拟解决的关键问题:实验过程中,转基因等手段获得纯合体材料,需要多次筛选鉴定,这一过程周期比较长,比较繁琐;互作蛋白筛选时,筛选效率低,找不到预想蛋白,需要多次筛选,工作量大,周期长。
3. 研究的方法与方案
本实验以野生型拟南芥;npc3/4/5遗传材料;npc缺陷突变体拟南芥;npc3/4/5基因双突变和三突变体、启动子-gus和mcherry标记蛋白的转基因材料;突变体回补材料;野生型过表达拟南芥为材料。
1. npc3/4/5遗传材料的获得、盐处理表型分析。
4. 研究创新点
近年来随着科研的不断深入,人们对NPC的研究越来越多,对其功能了解也越来越清楚,发现NPC在调节植物的生长发育、应对生物和非生物胁迫及信号转导过程中有着重要的作用。

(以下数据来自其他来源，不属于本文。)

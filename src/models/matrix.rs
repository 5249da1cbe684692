use image::GrayImage;

/// Compact bit matrix used as a foreground mask (true = dark pixel)
#[derive(Debug, Clone)]
pub struct BitMatrix {
    width: usize,
    height: usize,
    data: Vec<u8>,
}

impl BitMatrix {
    /// Create a new bit matrix with given dimensions
    pub fn new(width: usize, height: usize) -> Self {
        let bytes_needed = (width * height).div_ceil(8);
        Self {
            width,
            height,
            data: vec![0; bytes_needed],
        }
    }

    /// Mark every pixel strictly darker than `threshold`
    pub fn from_dark_pixels(gray: &GrayImage, threshold: u8) -> Self {
        let (width, height) = (gray.width() as usize, gray.height() as usize);
        let mut matrix = Self::new(width, height);
        for (x, y, pixel) in gray.enumerate_pixels() {
            if pixel.0[0] < threshold {
                matrix.set(x as usize, y as usize, true);
            }
        }
        matrix
    }

    /// Get matrix width
    pub fn width(&self) -> usize {
        self.width
    }

    /// Get matrix height
    pub fn height(&self) -> usize {
        self.height
    }

    /// Get bit at (x, y)
    pub fn get(&self, x: usize, y: usize) -> bool {
        if x >= self.width || y >= self.height {
            return false;
        }
        let index = y * self.width + x;
        (self.data[index / 8] >> (index % 8)) & 1 == 1
    }

    /// Set bit at (x, y)
    pub fn set(&mut self, x: usize, y: usize, value: bool) {
        if x >= self.width || y >= self.height {
            return;
        }
        let index = y * self.width + x;
        let (byte_index, bit_index) = (index / 8, index % 8);
        if value {
            self.data[byte_index] |= 1 << bit_index;
        } else {
            self.data[byte_index] &= !(1 << bit_index);
        }
    }
}

impl Default for BitMatrix {
    fn default() -> Self {
        Self::new(0, 0)
    }
}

通过研究发现,在铵盐胁迫下,植物可以通过对体内的生长素进行重新分配,从而使植物避开铵盐胁迫,而且也发现这与PIN2蛋白有关,但具体的信号传导过程还不够明确。
本项目通过分子、细胞和遗传等方面综合研究,在研究思路、研究技术、实验材料和人员设备配备上能确保深入阐述NPC调控生长信号转导和应答高铵胁迫的分子机理,揭示一条脂信号的PINs转运和生长素极性分布的植物耐盐调控网络。
5. 研究计划与进展
2020年2月-2020年3月:设计实验方案并准备好实验相关材料
2020年4月-2020年5月:利用基于crispr/cas9的多基因编辑技术构建npc3/4/5基因单突变、双突变和三突变载体,筛选出侵染纯合体进行盐处理,表型观察,并进行数据统计,探究其作用机理;运用bifc来验证npc3/4/5与pin4互作。